Nous avions troqué un rêve américain pour un tuteur allemand. Nous ne nous étions pas aperçus que notre ancien modèle américain avait entre-temps tourné casaque en faisant financer ses déficits budgétaires (himalayens) par la Banque centrale américaine à taux zéro. Le bon vieil archaïsme français de la planche à billets était devenu le comble de la modernité américaine au temps d’internet !
La loi de 1973 était le produit de son temps. Des balbutiements de l’idéologie libérale chez nos maîtres à penser. On commençait alors à dire que l’État devait abandonner sa splendeur et son arrogance passées. Le temps de la reconstruction était révolu. Le général de Gaulle était mort. L’État en majesté devait en rabattre. Renoncer à ses privilèges comme celui de battre monnaie, dont il avait abusé en « faisant de la fausse monnaie ». L’État finirait par abandonner ce droit régalien millénaire aux banquiers centraux de Francfort, qui eux-mêmes le confieraient aux banques privées.
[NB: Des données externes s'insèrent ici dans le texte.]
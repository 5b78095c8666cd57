//! Interaction topology - which region pairs receive edge features.
//!
//! Two strategies: the fully-connected set, and the 1-skeleton of a Delaunay
//! triangulation over the region centers. Both emit a directed edge list
//! whose order is stable for identical input, since edge features at index k
//! reference `interacting_nodes[k]`.

use std::collections::BTreeSet;

use delaunator::{Point as DPoint, triangulate};
use serde::Serialize;
use tracing::warn;

use crate::error::{GraphError, Result};
use crate::geometry::PointF;

/// Edge-set construction strategy.
#[derive(Debug, Clone, Copy, PartialEq, Eq, Default)]
pub enum Interaction {
    /// Every ordered pair of distinct nodes.
    Fully,
    /// Neighbors in the Delaunay triangulation over node centers.
    #[default]
    Delaunay,
}

/// Which input the triangulation succeeded on.
#[derive(Debug, Clone, Copy, PartialEq, Eq, Serialize)]
#[serde(rename_all = "lowercase")]
pub enum TriangulationPass {
    /// Positions rounded to [`SMOOTHING_BASE`].
    Rounded,
    /// Raw positions, after the rounded attempt degenerated.
    Raw,
}

/// Node positions are rounded to the nearest multiple of this before
/// triangulation, reducing micro-jitter to a clean planar layout.
pub const SMOOTHING_BASE: f64 = 50.0;

/// Every ordered pair (i, j) with i != j, source-major order.
pub fn fully_connected(num_nodes: usize) -> Vec<[usize; 2]> {
    let mut edges = Vec::with_capacity(num_nodes.saturating_mul(num_nodes.saturating_sub(1)));
    for i in 0..num_nodes {
        for j in 0..num_nodes {
            if i != j {
                edges.push([i, j]);
            }
        }
    }
    edges
}

fn round_to_base(value: f64, base: f64) -> f64 {
    (value / base).round() * base
}

/// One triangulation attempt. None when the point set is degenerate
/// (collinear, or fewer than 3 distinct points).
fn try_triangulate(positions: &[PointF]) -> Option<Vec<[usize; 2]>> {
    let points: Vec<DPoint> = positions.iter().map(|&(x, y)| DPoint { x, y }).collect();
    let triangulation = triangulate(&points);
    if triangulation.triangles.is_empty() {
        return None;
    }

    let mut neighbors: Vec<BTreeSet<usize>> = vec![BTreeSet::new(); positions.len()];
    for triangle in triangulation.triangles.chunks_exact(3) {
        let (a, b, c) = (triangle[0], triangle[1], triangle[2]);
        neighbors[a].insert(b);
        neighbors[a].insert(c);
        neighbors[b].insert(a);
        neighbors[b].insert(c);
        neighbors[c].insert(a);
        neighbors[c].insert(b);
    }

    let mut edges = Vec::new();
    for (v, adjacent) in neighbors.iter().enumerate() {
        for &u in adjacent {
            edges.push([v, u]);
        }
    }
    Some(edges)
}

/// Delaunay 1-skeleton over the node centers, both directions per adjacent
/// pair, per-vertex neighbors in ascending index order.
///
/// Positions are rounded to [`SMOOTHING_BASE`] first; a degenerate rounded
/// layout falls back to the raw positions, and failure on both is fatal for
/// the page.
pub fn delaunay_edges(
    page: &str,
    positions: &[PointF],
) -> Result<(Vec<[usize; 2]>, TriangulationPass)> {
    let rounded: Vec<PointF> = positions
        .iter()
        .map(|&(x, y)| {
            (
                round_to_base(x, SMOOTHING_BASE),
                round_to_base(y, SMOOTHING_BASE),
            )
        })
        .collect();
    if let Some(edges) = try_triangulate(&rounded) {
        return Ok((edges, TriangulationPass::Rounded));
    }
    warn!(page, "rounded positions are degenerate, retrying with raw positions");
    match try_triangulate(positions) {
        Some(edges) => Ok((edges, TriangulationPass::Raw)),
        None => Err(GraphError::DegenerateLayout {
            page: page.to_string(),
        }),
    }
}

/// Builds the interaction edge list for `positions` under `interaction`.
///
/// Delaunay needs at least 4 nodes; below that it silently falls back to the
/// fully-connected set. The returned pass is None whenever the
/// fully-connected set was used.
pub fn interacting_nodes(
    page: &str,
    interaction: Interaction,
    positions: &[PointF],
) -> Result<(Vec<[usize; 2]>, Option<TriangulationPass>)> {
    match interaction {
        Interaction::Fully => Ok((fully_connected(positions.len()), None)),
        Interaction::Delaunay if positions.len() < 4 => {
            Ok((fully_connected(positions.len()), None))
        }
        Interaction::Delaunay => {
            let (edges, pass) = delaunay_edges(page, positions)?;
            Ok((edges, Some(pass)))
        }
    }
}

#[cfg(test)]
mod tests {
    use super::*;

    #[test]
    fn test_round_to_base() {
        assert_eq!(round_to_base(1237.0, 50.0), 1250.0);
        assert_eq!(round_to_base(1212.0, 50.0), 1200.0);
        assert_eq!(round_to_base(0.0, 50.0), 0.0);
        assert_eq!(round_to_base(-30.0, 50.0), -50.0);
    }

    #[test]
    fn test_fully_connected_order() {
        assert_eq!(
            fully_connected(3),
            vec![[0, 1], [0, 2], [1, 0], [1, 2], [2, 0], [2, 1]]
        );
    }

    #[test]
    fn test_delaunay_square_with_center() {
        let positions = [
            (0.0, 0.0),
            (1000.0, 0.0),
            (0.0, 1000.0),
            (1000.0, 1000.0),
            (500.0, 500.0),
        ];
        let (edges, pass) = delaunay_edges("p", &positions).unwrap();
        assert_eq!(pass, TriangulationPass::Rounded);
        // 4 sides + 4 spokes, both directions
        assert_eq!(edges.len(), 16);
        for &[i, j] in &edges {
            assert_ne!(i, j);
            assert!(edges.contains(&[j, i]));
        }
        // the center is adjacent to every corner
        let center_degree = edges.iter().filter(|e| e[0] == 4).count();
        assert_eq!(center_degree, 4);
    }
}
Il devrait désormais solliciter son banquier pour satisfaire ses besoins d’argent, comme un simple particulier.
Cet abaissement de l’État restait alors dans des proportions modestes. La loi du 3 janvier 1973 n’interdit pas tout de suite les avances de la Banque de France au Trésor, mais en limita le montant. Le plafond était élevé (20,5 milliards de francs dont 10,5 milliards sans intérêts), rien ne changea. Personne ne s’inquiéta. À l’Élysée, le président Pompidou convoquait encore les patrons des grandes entreprises françaises pour leur dicter les stratégies industrielles de leurs groupes. Rue de Rivoli, le ministre des Finances Valéry Giscard d’Estaing régentait la vie économique nationale sous les ors du palais du Louvre. Le contrôle des changes limitait la liberté de mouvement des banquiers. Un vaste secteur public aménageait le territoire national de manière cohérente et équilibrée. Sur les six grands programmes industriels lancés au cours de cette décennie enchantée de 1960-1970, le spatial, le TGV, l’aéronautique, le nucléaire, les télécoms et le plan calcul, un seul échoua (le plan calcul) ; les cinq autres travaux d’Hercule de l’État façonnèrent les plus grandes entreprises françaises (France Télécom, Alcatel, Airbus, Areva, Alstom) et le socle industriel sur lequel repose encore aujourd’hui la fortune économique de notre pays.
Mais la nouvelle idéologie dominante imprégnait peu à peu les mentalités de nos dirigeants et de nos technocrates. Pompidou conservait sa prudence de paysan matois, mais, au contraire de De Gaulle, faisait confiance aux marchés : « Quand on a choisi le libéralisme international, il faut opter aussi pour le libéralisme intérieur. L’État doit donc diminuer son emprise sur l’économie au lieu de chercher perpétuellement à la diriger et à la corriger » (propos rapportés par son biographe Éric Roussel). Giscard rêvait déjà d’« avoir un strapontin à la Bundesbank ». À partir des années 1980, avec les révolutions libérales de Thatcher et Reagan, cette théorie deviendrait l’air du temps. Horizon indépassable. Malgré son surmoi colbertiste – ou à cause de ce surmoi tant dénigré et haï par nos élites –, la France résista beaucoup moins que certains pays comme le Japon (ou même l’Italie) qui n’ont jamais renoncé à faire financer leur dette (supérieure à la nôtre) par leur banque centrale et leurs épargnants nationaux, refusant de se mettre dans la main des banques et des marchés.
Avec la loi de 1973, on entrouvrait la porte. On entamait un processus. On mettait le doigt dans un engrenage. Le vieux monde économique français mourait sans un cri de douleur ou d’effroi. Sans même s’en apercevoir.